[Stored items]
[Start of Attachment]

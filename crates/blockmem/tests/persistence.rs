//! Integration tests: binary and hex file persistence.

use std::fs;

use blockmem::{
    BlockHeapMemory, BlockMemory, BlockMemoryConfig, BlockMemoryError, LinearHeapMemory,
};
use blockmem_test_utils::{assert_sequential, fill_sequential, FailingAllocator};

#[test]
fn binary_round_trip_into_different_block_count() {
    let dir = tempfile::tempdir().unwrap();
    let path = dir.path().join("items.bin");

    let mut mem = BlockHeapMemory::with_blocks(2048, 16).unwrap();
    fill_sequential(&mut mem);
    mem.save_to_file(&path).unwrap();
    assert_eq!(fs::metadata(&path).unwrap().len(), 2048 * 4);

    let loaded: BlockHeapMemory<'_, u32> =
        BlockHeapMemory::from_file_with_blocks(&path, 5).unwrap();
    assert_eq!(loaded.no_of_blocks(), 5);
    assert_sequential(&loaded, 2048);
}

#[test]
fn load_into_populated_container_keeps_block_count() {
    let dir = tempfile::tempdir().unwrap();
    let path = dir.path().join("items.bin");

    let mut source = BlockHeapMemory::with_blocks(300, 3).unwrap();
    fill_sequential(&mut source);
    source.save_to_file(&path).unwrap();

    let mut target: BlockHeapMemory<'_, u32> = BlockHeapMemory::with_blocks(10, 6).unwrap();
    target.load_from_file(&path).unwrap();
    assert_eq!(target.no_of_blocks(), 6);
    assert_eq!(target.block_length(), 51);
    assert_sequential(&target, 300);
}

#[test]
fn trailing_partial_item_is_ignored() {
    let dir = tempfile::tempdir().unwrap();
    let path = dir.path().join("odd.bin");
    let mut bytes: Vec<u8> = (0u32..5).flat_map(u32::to_ne_bytes).collect();
    bytes.extend_from_slice(&[0xff; 3]);
    fs::write(&path, &bytes).unwrap();

    let mem = BlockHeapMemory::from_file(&path).unwrap();
    assert_sequential(&mem, 5);
}

#[test]
fn empty_file_loads_as_unallocated() {
    let dir = tempfile::tempdir().unwrap();
    let path = dir.path().join("empty.bin");
    fs::write(&path, b"").unwrap();

    let mut mem = BlockHeapMemory::<u32>::with_blocks(10, 2).unwrap();
    mem.load_from_file(&path).unwrap();
    assert!(mem.is_empty());
    assert!(!mem.is_allocated());
}

#[test]
fn padded_files_carry_block_padding() {
    let dir = tempfile::tempdir().unwrap();
    let path = dir.path().join("padded.bin");

    let config = BlockMemoryConfig::default().with_persist_padding(true);
    let mut mem: BlockHeapMemory<'_, u32> = BlockHeapMemory::new().with_config(config);
    mem.allocate(10, 3).unwrap();
    fill_sequential(&mut mem);
    mem.save_to_file(&path).unwrap();
    assert_eq!(fs::metadata(&path).unwrap().len(), 3 * 4 * 4);

    let loaded: BlockHeapMemory<'_, u32> = BlockHeapMemory::from_file(&path).unwrap();
    let expected: Vec<u32> = (0..10).chain([0, 0]).collect();
    assert_eq!(loaded.to_vec(), expected);
}

#[test]
fn missing_file_is_an_io_error_and_changes_nothing() {
    let dir = tempfile::tempdir().unwrap();
    let mut mem = BlockHeapMemory::with_blocks(40, 4).unwrap();
    fill_sequential(&mut mem);

    let err = mem.load_from_file(dir.path().join("missing.bin")).unwrap_err();
    assert!(matches!(err, BlockMemoryError::Io(_)));
    assert_sequential(&mem, 40);
}

#[test]
fn failed_reshape_during_load_keeps_content() {
    let dir = tempfile::tempdir().unwrap();
    let path = dir.path().join("items.bin");

    let alloc = FailingAllocator::new(4);
    let mut mem = BlockHeapMemory::with_blocks_in(100, 4, &alloc).unwrap();
    fill_sequential(&mut mem);
    mem.save_to_file(&path).unwrap();

    alloc.arm(0);
    let err = mem.load_from_file_with_blocks(&path, 5).unwrap_err();
    assert!(matches!(err, BlockMemoryError::AllocationFailure { .. }));
    assert_eq!(mem.no_of_blocks(), 4);
    assert_sequential(&mem, 100);
}

#[test]
fn failed_load_into_empty_container_keeps_pending_blocks() {
    let dir = tempfile::tempdir().unwrap();
    let path = dir.path().join("items.bin");
    fs::write(&path, [0u8; 64]).unwrap();

    let alloc = FailingAllocator::new(0);
    let mut mem: BlockHeapMemory<'_, u32> = BlockHeapMemory::with_allocator(&alloc);
    let err = mem.load_from_file_with_blocks(&path, 7).unwrap_err();
    assert!(matches!(err, BlockMemoryError::AllocationFailure { .. }));
    assert!(!mem.is_allocated());
    assert_eq!(mem.no_of_blocks(), 4);
    assert_eq!(alloc.live_allocations(), 0);
}

/// A directory opens like a file and reports a non-zero size, but every
/// read fails, so the load gets past preparation before erroring.
#[cfg(target_os = "linux")]
#[test]
fn failed_read_restores_length_and_block_count() {
    let dir = tempfile::tempdir().unwrap();
    let not_a_file = dir.path().join("not-a-file");
    fs::create_dir(&not_a_file).unwrap();
    for i in 0..10 {
        fs::write(not_a_file.join(format!("directory-entry-{i:02}.bin")), b"x").unwrap();
    }
    assert!(fs::metadata(&not_a_file).unwrap().len() >= 40 * 4);

    let mut mem = BlockHeapMemory::with_blocks(40, 4).unwrap();
    fill_sequential(&mut mem);

    let err = mem.load_from_file(&not_a_file).unwrap_err();
    assert!(matches!(err, BlockMemoryError::Io(_)));
    assert_eq!(mem.no_of_blocks(), 4);
    assert_eq!(mem.block_length(), 11);
    assert_sequential(&mem, 40);
}

#[test]
fn hex_round_trip() {
    let dir = tempfile::tempdir().unwrap();
    let path = dir.path().join("items.hex");

    let mut mem = BlockHeapMemory::with_blocks(257, 9).unwrap();
    fill_sequential(&mut mem);
    mem.save_to_hex_file(&path).unwrap();
    assert_eq!(fs::read(&path).unwrap().len(), 257 * 4 * 2);

    let mut loaded: BlockHeapMemory<'_, u32> = BlockHeapMemory::new();
    loaded.load_from_hex_file_with_blocks(&path, 2).unwrap();
    assert_eq!(loaded.no_of_blocks(), 2);
    assert_sequential(&loaded, 257);
}

#[test]
fn hex_rendering_is_lowercase_item_bytes() {
    let mut mem: BlockHeapMemory<'_, u8> = BlockHeapMemory::with_blocks(3, 2).unwrap();
    mem[0] = 0xde;
    mem[1] = 0xad;
    mem[2] = 0x0f;
    assert_eq!(mem.to_hex(), "dead0f");
}

#[test]
fn hex_file_with_trailing_newline_loads() {
    let dir = tempfile::tempdir().unwrap();
    let path = dir.path().join("bytes.hex");
    fs::write(&path, "00010203fF\r\n").unwrap();

    let mut mem: BlockHeapMemory<'_, u8> = BlockHeapMemory::new();
    mem.load_from_hex_file(&path).unwrap();
    assert_eq!(mem.to_vec(), vec![0, 1, 2, 3, 0xff]);
}

#[test]
fn malformed_hex_file_changes_nothing() {
    let dir = tempfile::tempdir().unwrap();
    let mut mem = BlockHeapMemory::with_blocks(8, 2).unwrap();
    fill_sequential(&mut mem);

    for (name, content) in [("odd.hex", "000"), ("digit.hex", "0000000g")] {
        let path = dir.path().join(name);
        fs::write(&path, content).unwrap();
        let err = mem.load_from_hex_file(&path).unwrap_err();
        assert!(matches!(err, BlockMemoryError::InvalidHex { .. }), "{name}");
        assert_sequential(&mem, 8);
    }
}

#[test]
fn linear_buffer_reads_segmented_file() {
    let dir = tempfile::tempdir().unwrap();
    let path = dir.path().join("items.bin");

    let mut mem = BlockHeapMemory::with_blocks(1000, 13).unwrap();
    fill_sequential(&mut mem);
    mem.save_to_file(&path).unwrap();

    let linear: LinearHeapMemory<'_, u32> = LinearHeapMemory::from_file(&path).unwrap();
    assert_eq!(linear.no_of_blocks(), 1);
    assert!(linear.iter().copied().eq(0..1000));
}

[End of Attachment]

#### [Work to be completed]
Check every line in the entries for the word "tests". State how many have it, with no other text.

#### [Task result]
2